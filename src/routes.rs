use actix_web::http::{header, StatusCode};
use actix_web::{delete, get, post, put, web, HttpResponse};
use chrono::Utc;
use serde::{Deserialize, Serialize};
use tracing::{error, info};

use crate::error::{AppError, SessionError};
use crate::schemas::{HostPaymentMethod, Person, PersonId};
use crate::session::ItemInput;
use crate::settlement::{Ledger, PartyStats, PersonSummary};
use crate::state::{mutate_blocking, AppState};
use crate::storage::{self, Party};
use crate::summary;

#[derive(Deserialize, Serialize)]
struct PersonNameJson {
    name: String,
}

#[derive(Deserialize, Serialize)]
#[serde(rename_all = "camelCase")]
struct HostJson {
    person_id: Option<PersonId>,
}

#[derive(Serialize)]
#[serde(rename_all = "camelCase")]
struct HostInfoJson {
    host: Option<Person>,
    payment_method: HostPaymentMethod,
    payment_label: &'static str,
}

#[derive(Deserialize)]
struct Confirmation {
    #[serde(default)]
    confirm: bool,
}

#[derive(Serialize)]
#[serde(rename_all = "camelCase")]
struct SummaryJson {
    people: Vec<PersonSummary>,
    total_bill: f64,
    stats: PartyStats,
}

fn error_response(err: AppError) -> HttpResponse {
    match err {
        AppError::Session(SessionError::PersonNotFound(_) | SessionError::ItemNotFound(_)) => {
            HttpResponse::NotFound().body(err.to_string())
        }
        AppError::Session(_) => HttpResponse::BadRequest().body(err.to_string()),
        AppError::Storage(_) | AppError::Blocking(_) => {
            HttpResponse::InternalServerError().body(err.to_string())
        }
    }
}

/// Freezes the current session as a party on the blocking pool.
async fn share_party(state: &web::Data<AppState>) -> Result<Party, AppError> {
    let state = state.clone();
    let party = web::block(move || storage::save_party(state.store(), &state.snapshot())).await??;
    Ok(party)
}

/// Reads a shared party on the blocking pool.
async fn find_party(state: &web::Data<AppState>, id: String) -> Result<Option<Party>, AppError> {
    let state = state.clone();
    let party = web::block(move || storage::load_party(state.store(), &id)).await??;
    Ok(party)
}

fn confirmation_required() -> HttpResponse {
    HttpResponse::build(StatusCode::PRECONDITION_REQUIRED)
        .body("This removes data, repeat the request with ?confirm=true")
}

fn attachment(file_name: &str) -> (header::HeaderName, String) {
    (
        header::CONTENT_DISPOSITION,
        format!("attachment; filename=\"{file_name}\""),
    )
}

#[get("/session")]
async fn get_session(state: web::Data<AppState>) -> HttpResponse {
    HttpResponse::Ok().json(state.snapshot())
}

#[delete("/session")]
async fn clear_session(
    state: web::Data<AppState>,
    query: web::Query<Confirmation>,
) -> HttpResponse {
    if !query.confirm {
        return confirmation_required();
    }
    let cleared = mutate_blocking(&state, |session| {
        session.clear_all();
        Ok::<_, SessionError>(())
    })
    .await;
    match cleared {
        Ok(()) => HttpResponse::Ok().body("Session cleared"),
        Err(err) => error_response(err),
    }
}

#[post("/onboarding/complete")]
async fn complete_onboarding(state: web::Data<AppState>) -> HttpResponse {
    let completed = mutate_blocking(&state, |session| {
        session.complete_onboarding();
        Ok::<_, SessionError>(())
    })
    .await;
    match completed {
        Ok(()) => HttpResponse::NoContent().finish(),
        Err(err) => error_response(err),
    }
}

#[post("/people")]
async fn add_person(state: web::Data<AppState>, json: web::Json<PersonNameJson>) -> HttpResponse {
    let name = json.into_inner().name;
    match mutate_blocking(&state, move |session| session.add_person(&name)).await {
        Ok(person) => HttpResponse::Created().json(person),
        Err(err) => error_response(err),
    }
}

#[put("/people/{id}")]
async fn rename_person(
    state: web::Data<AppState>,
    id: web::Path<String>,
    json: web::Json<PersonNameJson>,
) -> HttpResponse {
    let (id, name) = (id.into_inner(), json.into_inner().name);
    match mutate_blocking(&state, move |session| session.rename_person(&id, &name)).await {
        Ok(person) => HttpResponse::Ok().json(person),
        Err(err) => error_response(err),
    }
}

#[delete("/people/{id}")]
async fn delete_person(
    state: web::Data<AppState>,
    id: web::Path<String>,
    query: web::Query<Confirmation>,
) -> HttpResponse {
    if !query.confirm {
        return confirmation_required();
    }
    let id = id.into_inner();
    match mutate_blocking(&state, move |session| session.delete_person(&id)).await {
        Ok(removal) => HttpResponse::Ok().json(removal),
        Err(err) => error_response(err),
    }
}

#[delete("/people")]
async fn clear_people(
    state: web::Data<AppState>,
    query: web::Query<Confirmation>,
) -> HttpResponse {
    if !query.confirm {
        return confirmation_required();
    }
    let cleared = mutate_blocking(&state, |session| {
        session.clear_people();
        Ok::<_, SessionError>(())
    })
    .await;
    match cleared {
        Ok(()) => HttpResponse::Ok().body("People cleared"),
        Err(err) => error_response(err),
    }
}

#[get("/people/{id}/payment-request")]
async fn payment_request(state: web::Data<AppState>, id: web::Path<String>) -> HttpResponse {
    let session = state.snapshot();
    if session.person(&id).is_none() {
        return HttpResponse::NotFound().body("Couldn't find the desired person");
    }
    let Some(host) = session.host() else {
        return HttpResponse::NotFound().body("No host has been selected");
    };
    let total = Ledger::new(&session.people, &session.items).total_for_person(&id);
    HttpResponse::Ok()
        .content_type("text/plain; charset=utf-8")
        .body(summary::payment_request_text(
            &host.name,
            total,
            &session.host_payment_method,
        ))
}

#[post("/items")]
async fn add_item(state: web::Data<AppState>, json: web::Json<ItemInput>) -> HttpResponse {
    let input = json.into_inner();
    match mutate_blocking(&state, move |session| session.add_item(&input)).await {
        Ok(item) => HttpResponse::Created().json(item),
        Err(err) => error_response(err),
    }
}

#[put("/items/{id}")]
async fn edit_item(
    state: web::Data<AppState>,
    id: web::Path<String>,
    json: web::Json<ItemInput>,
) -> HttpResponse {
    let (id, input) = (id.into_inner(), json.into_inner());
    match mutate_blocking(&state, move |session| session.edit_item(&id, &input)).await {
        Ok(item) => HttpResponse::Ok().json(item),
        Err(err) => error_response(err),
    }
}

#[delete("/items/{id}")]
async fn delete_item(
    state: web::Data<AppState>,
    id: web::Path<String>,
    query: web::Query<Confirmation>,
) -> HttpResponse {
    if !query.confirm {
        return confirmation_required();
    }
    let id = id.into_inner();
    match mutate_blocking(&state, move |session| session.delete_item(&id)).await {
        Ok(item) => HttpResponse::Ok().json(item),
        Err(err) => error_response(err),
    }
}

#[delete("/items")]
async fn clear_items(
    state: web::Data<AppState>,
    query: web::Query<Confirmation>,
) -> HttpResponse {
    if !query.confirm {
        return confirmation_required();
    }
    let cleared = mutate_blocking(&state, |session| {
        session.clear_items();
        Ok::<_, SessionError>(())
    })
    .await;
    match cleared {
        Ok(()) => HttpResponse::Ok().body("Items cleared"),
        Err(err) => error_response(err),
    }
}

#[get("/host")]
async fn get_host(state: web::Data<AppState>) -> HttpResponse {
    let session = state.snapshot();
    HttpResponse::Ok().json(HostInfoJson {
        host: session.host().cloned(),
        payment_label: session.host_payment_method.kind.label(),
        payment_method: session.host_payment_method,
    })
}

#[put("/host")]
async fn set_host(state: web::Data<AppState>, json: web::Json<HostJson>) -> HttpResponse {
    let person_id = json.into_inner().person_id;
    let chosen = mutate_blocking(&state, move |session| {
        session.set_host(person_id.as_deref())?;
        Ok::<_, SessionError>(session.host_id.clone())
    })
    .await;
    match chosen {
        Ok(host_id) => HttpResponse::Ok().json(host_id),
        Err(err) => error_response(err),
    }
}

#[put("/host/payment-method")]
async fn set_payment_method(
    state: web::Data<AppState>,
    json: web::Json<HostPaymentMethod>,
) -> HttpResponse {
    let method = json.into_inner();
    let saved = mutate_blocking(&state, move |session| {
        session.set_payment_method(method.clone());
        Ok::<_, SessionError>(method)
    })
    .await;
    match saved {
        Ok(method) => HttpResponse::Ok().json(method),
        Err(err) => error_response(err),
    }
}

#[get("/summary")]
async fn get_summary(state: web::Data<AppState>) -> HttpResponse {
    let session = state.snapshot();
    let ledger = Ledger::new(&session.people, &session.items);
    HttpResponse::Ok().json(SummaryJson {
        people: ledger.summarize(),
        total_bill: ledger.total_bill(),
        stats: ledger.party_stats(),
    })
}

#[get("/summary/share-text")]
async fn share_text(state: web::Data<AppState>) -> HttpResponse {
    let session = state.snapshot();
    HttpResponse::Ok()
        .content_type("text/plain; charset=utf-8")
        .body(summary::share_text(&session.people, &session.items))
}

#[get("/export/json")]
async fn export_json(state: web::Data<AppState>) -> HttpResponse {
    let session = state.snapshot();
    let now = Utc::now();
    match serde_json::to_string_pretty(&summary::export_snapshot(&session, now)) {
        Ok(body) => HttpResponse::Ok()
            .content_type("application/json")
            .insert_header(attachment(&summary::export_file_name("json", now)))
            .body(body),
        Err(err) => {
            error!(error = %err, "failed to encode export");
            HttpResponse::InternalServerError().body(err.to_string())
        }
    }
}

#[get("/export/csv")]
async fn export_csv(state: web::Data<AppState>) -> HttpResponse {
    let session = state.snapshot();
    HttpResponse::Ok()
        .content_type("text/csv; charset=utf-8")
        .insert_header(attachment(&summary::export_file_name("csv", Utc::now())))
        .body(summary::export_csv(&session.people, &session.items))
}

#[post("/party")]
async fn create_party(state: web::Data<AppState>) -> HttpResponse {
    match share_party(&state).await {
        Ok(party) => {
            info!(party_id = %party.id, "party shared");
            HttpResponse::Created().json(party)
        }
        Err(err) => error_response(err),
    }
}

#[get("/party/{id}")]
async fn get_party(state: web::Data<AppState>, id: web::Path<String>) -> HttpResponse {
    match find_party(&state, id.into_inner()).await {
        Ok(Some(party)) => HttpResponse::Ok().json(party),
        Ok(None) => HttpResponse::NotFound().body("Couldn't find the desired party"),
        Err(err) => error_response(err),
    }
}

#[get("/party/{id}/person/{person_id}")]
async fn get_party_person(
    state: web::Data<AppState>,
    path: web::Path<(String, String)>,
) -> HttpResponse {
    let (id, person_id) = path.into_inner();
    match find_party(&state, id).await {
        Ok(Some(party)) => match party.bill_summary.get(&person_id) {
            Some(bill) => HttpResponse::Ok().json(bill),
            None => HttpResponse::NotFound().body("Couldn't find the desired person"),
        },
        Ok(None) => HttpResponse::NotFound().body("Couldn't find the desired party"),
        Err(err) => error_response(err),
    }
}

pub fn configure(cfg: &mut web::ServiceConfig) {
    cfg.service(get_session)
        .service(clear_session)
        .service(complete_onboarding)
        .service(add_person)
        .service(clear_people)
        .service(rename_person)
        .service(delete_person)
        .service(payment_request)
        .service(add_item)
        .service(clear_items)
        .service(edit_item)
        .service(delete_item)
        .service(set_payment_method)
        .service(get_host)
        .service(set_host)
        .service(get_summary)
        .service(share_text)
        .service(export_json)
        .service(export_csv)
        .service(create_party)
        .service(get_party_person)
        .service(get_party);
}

→ INSTRUCTIONS TO FOLLOW:
Copy all the lines above that hold the string "PersonId".

→ ANSWER FOR THIS EXERCISE:
use crate::schemas::{HostPaymentMethod, Person, PersonId};
    person_id: Option<PersonId>,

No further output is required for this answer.